He showed me how to make the kite move. He showed me how to make it swerve and nosedive. Then he gave me the spool of string. He made sure I understood to hold on and what to do. Then he smiled the way a father would smile at his son. He handed me the kite and said, “It’s all yours kid.”

We were in that empty field on Merrick Avenue at the time. The sky was the bluest I have ever seen and the scattered clouds were as white as anything pure. And when the wind died and the kite lost its height, The Old Man took it and held the kite up high. He ran through the tall grass once more to set the kite into the wind.
One thing I know and I will always know is that everyone should fly a kite at least once in their life. Everyone should know how it feels to run through a field with a kite in their hand and watch something so simple in design become so miraculous in flight.
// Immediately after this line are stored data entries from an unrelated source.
#![allow(dead_code)]

use std::sync::Arc;
use tokio::sync::RwLock;

use metalayer_indexer::application::engine::{EngineQueries, SharedEngine};
use metalayer_indexer::application::indexer::{
    BlockProcessor, ChainFollower, ChainProcessor, RetryHandler, SyncOutcome,
};
use metalayer_indexer::application::engine::ConsensusEngine;
use metalayer_indexer::config::{
    ConsensusParams, EngineConfig, GenesisAllocation, IndexerConfig, Network,
};
use metalayer_indexer::domain::models::{
    Balance, ChainBlock, PropertyId, PropertyMetadata, TransactionRecord, COIN,
};
use metalayer_indexer::domain::services::payload::{encode_hex, Payload};
use metalayer_indexer::infrastructure::chain::LocalChain;

pub const GENESIS_TIME: i64 = 1_700_000_000;
pub const ADMIN: &str = "admin";

/// Local chain, engine and follower wired together the way the binary does
pub struct Harness {
    pub chain: Arc<LocalChain>,
    pub engine: SharedEngine,
    pub queries: EngineQueries,
    pub follower: ChainFollower,
}

impl Harness {
    /// Regtest harness crediting `(address, property, raw amount)` at genesis
    pub fn new(allocations: &[(&str, PropertyId, i64)]) -> Self {
        let config = EngineConfig {
            genesis_allocations: allocations
                .iter()
                .map(|(address, property, amount)| GenesisAllocation {
                    address: address.to_string(),
                    property: *property,
                    amount: *amount,
                })
                .collect(),
            activation_allow_senders: vec![ADMIN.to_string()],
            ..EngineConfig::default()
        };
        Self::with_config(ConsensusParams::for_network(Network::Regtest), config)
    }

    pub fn with_config(params: ConsensusParams, config: EngineConfig) -> Self {
        let chain = Arc::new(LocalChain::new(GENESIS_TIME));
        let engine = Arc::new(RwLock::new(ConsensusEngine::new(params, config)));
        let processor = BlockProcessor::new(chain.clone(), engine.clone(), "regtest")
            .with_retry_handler(RetryHandler::with_config(1, 1));
        let follower = ChainFollower::new(
            processor,
            &IndexerConfig {
                process_interval_ms: 10,
                state_file: String::new(),
            },
        );
        Self {
            chain,
            queries: EngineQueries::new(engine.clone()),
            engine,
            follower,
        }
    }

    pub async fn submit(&self, sender: &str, reference: Option<&str>, payload: Payload) -> String {
        self.chain
            .submit_raw(sender, &encode_hex(payload), reference)
            .await
            .unwrap()
    }

    /// Catch up with the chain; every synced state must keep each property's
    /// recorded supply equal to the sum of its balances
    pub async fn sync(&mut self) -> SyncOutcome {
        let outcome = self.follower.sync_once().await.unwrap();
        self.engine.read().await.verify_supply().unwrap();
        outcome
    }

    /// Mine the pool and let the engine catch up
    pub async fn mine(&mut self) -> ChainBlock {
        let block = self.chain.mine_block().await;
        self.sync().await;
        block
    }

    pub async fn mine_with_time(&mut self, time: i64) -> ChainBlock {
        let block = self.chain.mine_block_with_time(time).await;
        self.sync().await;
        block
    }

    pub async fn mine_until(&mut self, height: u32) {
        while self.chain.tip().await.height < height {
            self.chain.mine_block().await;
        }
        self.sync().await;
    }

    pub async fn balance(&self, address: &str, property: PropertyId) -> Balance {
        self.queries.balance_of(address, property).await
    }

    pub async fn record(&self, txid: &str) -> TransactionRecord {
        self.queries.transaction_info(txid).await.unwrap()
    }
}

pub fn metadata(name: &str) -> PropertyMetadata {
    PropertyMetadata {
        category: "Test".to_string(),
        subcategory: "Integration".to_string(),
        name: name.to_string(),
        url: "https://example.com".to_string(),
        data: String::new(),
    }
}

/// Raw units of `whole` divisible tokens
pub fn coins(whole: i64) -> i64 {
    whole * COIN
}

pub fn send(property: PropertyId, amount: i64) -> Payload {
    Payload::SimpleSend {
        property,
        amount: amount as u64,
    }
}

pub fn fixed_issuance(ecosystem: u8, divisible: bool, name: &str, amount: i64) -> Payload {
    Payload::CreatePropertyFixed {
        ecosystem,
        property_type: if divisible { 2 } else { 1 },
        previous_property: 0,
        metadata: metadata(name),
        amount: amount as u64,
    }
}

pub fn managed_issuance(ecosystem: u8, divisible: bool, name: &str) -> Payload {
    Payload::CreatePropertyManual {
        ecosystem,
        property_type: if divisible { 2 } else { 1 },
        previous_property: 0,
        metadata: metadata(name),
    }
}

pub fn activation(feature_id: u16, activation_block: u32) -> Payload {
    Payload::Activation {
        feature_id,
        activation_block,
        min_client_version: 0,
    }
}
I will admit that times have changed since then. Technology has stepped in and removed the wonder from childhood. I see this as thievery because today’s technology has stolen the wonder from our lives. Technology has taken the chance to do things, like say, sit in a bookstore because bookstores are becoming a thing of the past. And sadder than this, modern technology has nearly closed all of the record stores.

Remember them?

Fortunately, I grew up in a time when there was such a thing as record stores. I stood in the isles and thumbed through albums. I listened to music; I listen to music, which was created by artists and not sampled from others. There were posters on the wall and names of bands smothered on stickers that were stuck on places throughout the room. These were bands that changed the way I saw myself. Music changed the way I saw my life—and in my youth, I took long walks to the record store just to see what I could find.
And if you ask me, I think everyone should have the chance to walk through a record store.

After a series of poor choices and bad mistakes, the public school system and I decided to part ways. I thought this was a good idea at the time; however, there are certain events that are seen as a necessary rite of passage in teenager’s life. Take the junior or senior prom, for example, or maybe a driver’s education class, or getting a learner’s permit, and ultimately, making that proud walk while wearing a cap and gown on graduation day. I missed out on these things.
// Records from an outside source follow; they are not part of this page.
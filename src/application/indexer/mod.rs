//! Indexer Module
//!
//! Follows a block source and feeds its blocks to the consensus engine.

pub mod follower;
pub mod processor;
pub mod processor_trait;
pub mod retry_handler;

pub use follower::ChainFollower;
pub use processor::BlockProcessor;
pub use processor_trait::{ChainProcessor, SyncOutcome};
pub use retry_handler::RetryHandler;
I never had the chance to go to prom. I was “Away” for that. I never had the chance to take driver’s education with my friends and I never had the experience of driving my first car into the high school parking lot. As well, I never made that walk with the cap and gown. I never shouted with my class and tossed that cap into the air.
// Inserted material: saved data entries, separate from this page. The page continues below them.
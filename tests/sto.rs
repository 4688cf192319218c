mod common;

use common::{activation, coins, fixed_issuance, send, Harness, ADMIN};
use metalayer_indexer::domain::errors::ProtocolError;
use metalayer_indexer::domain::models::PROPERTY_MAIN_TOKEN;
use metalayer_indexer::domain::services::activation::FEATURE_STO_V1;
use metalayer_indexer::domain::services::payload::Payload;

fn sto(property: u32, amount: u64) -> Payload {
    Payload::SendToOwners {
        property,
        amount,
        distribution_property: None,
    }
}

#[tokio::test]
async fn test_equal_holders_share_evenly() {
    let mut h = Harness::new(&[
        ("alice", PROPERTY_MAIN_TOKEN, coins(10)),
        ("bob", PROPERTY_MAIN_TOKEN, 100),
        ("carol", PROPERTY_MAIN_TOKEN, 100),
        ("dave", PROPERTY_MAIN_TOKEN, 100),
    ]);

    let txid = h.submit("alice", None, sto(PROPERTY_MAIN_TOKEN, 150)).await;
    h.mine().await;

    let record = h.record(&txid).await;
    assert!(record.valid, "{:?}", record.invalid_reason);
    assert_eq!(record.details.sto_recipients, Some(3));
    assert_eq!(record.details.sto_fee, Some(3));
    for owner in ["bob", "carol", "dave"] {
        assert_eq!(h.balance(owner, PROPERTY_MAIN_TOKEN).await.available, 150);
    }
    // amount plus one unit of fee per recipient, the fee is burned
    assert_eq!(
        h.balance("alice", PROPERTY_MAIN_TOKEN).await.available,
        coins(10) - 153
    );
    assert_eq!(
        h.queries.property_info(PROPERTY_MAIN_TOKEN).await.unwrap().total_tokens,
        coins(10) + 300 - 3
    );

    let receipt = h.queries.sto_info(&txid).await.unwrap();
    assert_eq!(receipt.recipients.len(), 3);
    assert_eq!(receipt.fee_property, PROPERTY_MAIN_TOKEN);
    assert!(receipt.recipients.iter().all(|r| r.amount == 50));
}

#[tokio::test]
async fn test_rounding_remainder_goes_to_largest_holders() {
    let mut h = Harness::new(&[("issuer", PROPERTY_MAIN_TOKEN, coins(1))]);
    h.submit("issuer", None, fixed_issuance(1, false, "Shares", 100))
        .await;
    h.mine().await;
    h.submit("issuer", Some("bob"), send(3, 50)).await;
    h.submit("issuer", Some("carol"), send(3, 30)).await;
    h.submit("issuer", Some("dave"), send(3, 10)).await;
    h.mine().await;

    let txid = h.submit("issuer", None, sto(3, 7)).await;
    h.mine().await;

    // floor shares 3, 2, 0 and two leftover units to bob and carol
    let receipt = h.queries.sto_info(&txid).await.unwrap();
    let paid: Vec<(&str, i64)> = receipt
        .recipients
        .iter()
        .map(|r| (r.address.as_str(), r.amount))
        .collect();
    assert_eq!(paid, vec![("bob", 4), ("carol", 3)]);
    assert_eq!(receipt.fee, 2);
    assert_eq!(h.balance("dave", 3).await.available, 10);
    assert_eq!(h.balance("issuer", 3).await.available, 3);
    assert_eq!(
        h.balance("issuer", PROPERTY_MAIN_TOKEN).await.available,
        coins(1) - 2
    );
}

#[tokio::test]
async fn test_distribution_failures() {
    let mut h = Harness::new(&[
        ("alone", PROPERTY_MAIN_TOKEN, 500),
        ("poor", PROPERTY_MAIN_TOKEN, 100),
    ]);
    h.submit("poor", None, fixed_issuance(1, false, "Poor Shares", 10))
        .await;
    h.mine().await;
    h.submit("poor", Some("friend"), send(3, 5)).await;
    h.mine().await;

    // "poor" is the only other holder of the protocol token
    let too_much = h.submit("alone", None, sto(PROPERTY_MAIN_TOKEN, 501)).await;
    // enough to distribute, nothing left for the fee
    let no_fee = h.submit("alone", None, sto(PROPERTY_MAIN_TOKEN, 500)).await;
    let friend_without_fee = h.submit("friend", None, sto(3, 5)).await;
    h.mine().await;

    assert_eq!(
        h.record(&too_much).await.invalid_reason,
        Some(ProtocolError::InsufficientBalance.to_string())
    );
    assert_eq!(
        h.record(&no_fee).await.invalid_reason,
        Some(ProtocolError::InsufficientFee.to_string())
    );
    // "poor" would receive the shares, but "friend" holds no protocol token
    assert_eq!(
        h.record(&friend_without_fee).await.invalid_reason,
        Some(ProtocolError::InsufficientFee.to_string())
    );
    assert_eq!(h.balance("alone", PROPERTY_MAIN_TOKEN).await.available, 500);
}

#[tokio::test]
async fn test_no_owners_to_pay() {
    let mut h = Harness::new(&[("solo", PROPERTY_MAIN_TOKEN, 500)]);
    let txid = h.submit("solo", None, sto(PROPERTY_MAIN_TOKEN, 10)).await;
    h.mine().await;
    assert_eq!(
        h.record(&txid).await.invalid_reason,
        Some(ProtocolError::NoRecipients.to_string())
    );
}

#[tokio::test]
async fn test_cross_property_distribution_needs_feature() {
    let mut h = Harness::new(&[("payer", PROPERTY_MAIN_TOKEN, coins(1))]);
    h.submit("payer", None, fixed_issuance(1, false, "Shares", 100))
        .await;
    h.mine().await;
    h.submit("payer", Some("bob"), send(3, 60)).await;
    h.submit("payer", Some("carol"), send(3, 40)).await;
    h.mine().await;

    let cross = Payload::SendToOwners {
        property: PROPERTY_MAIN_TOKEN,
        amount: 1_000,
        distribution_property: Some(3),
    };
    let early = h.submit("payer", None, cross.clone()).await;
    h.submit(ADMIN, None, activation(FEATURE_STO_V1, 8)).await;
    h.mine().await;
    assert_eq!(
        h.record(&early).await.invalid_reason,
        Some(ProtocolError::FeatureNotActivated(FEATURE_STO_V1).to_string())
    );

    h.mine_until(8).await;
    let txid = h.submit("payer", None, cross).await;
    h.mine().await;

    assert!(h.record(&txid).await.valid);
    assert_eq!(h.record(&txid).await.version, Some(1));
    assert_eq!(h.balance("bob", PROPERTY_MAIN_TOKEN).await.available, 600);
    assert_eq!(h.balance("carol", PROPERTY_MAIN_TOKEN).await.available, 400);
    let receipt = h.queries.sto_info(&txid).await.unwrap();
    assert_eq!(receipt.distribution_property, 3);
    assert_eq!(receipt.fee, 2);
}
There was no prom for me. There was no driver’s education class either, and as for my high school diploma, mine came in the mail after taking a G.E.D test when I was 20 years-old. I still have the idea of throwing my own prom though, but I’m never sure who would come and I often wondered if I would have a hard time finding a date . . .

I saw an old teacher of mine once. I reminded him what he once told me in class when I was showing an urge to create. He told me I was stupid.

Told me I could barely complete a sentence. He told me I was either going to be dead of in jail and that I was a waste of space.

I reminded him of these comments and then I smiled when I was able to report, “Funny thing is I’m a published author now and you’re still here. Still standing in front of a chalkboard and probably still complaining about the kids you teach.”

When his face changed from an almost surprised to an angry look after I told him the news, I waved him off by pointing my finger directly at his face. Then I told him my penname and said, “You should Google me, bitch!”

The teacher remained quiet . . .

I never had the chance to speak at a podium to a graduating class. But I have spoken in jails. I have spoken in drug and alcohol rehabilitation facilities. I received a standing ovation in Riker’s Island and that was a proud moment.

I was given the opportunity to speak to 276 kids in a rehab facility. I remember some of them had tears in their eyes from hearing my story. Some of the kids thanked me, and some responded the same way I responded when it was me in their seat—they laughed because they thought they knew better.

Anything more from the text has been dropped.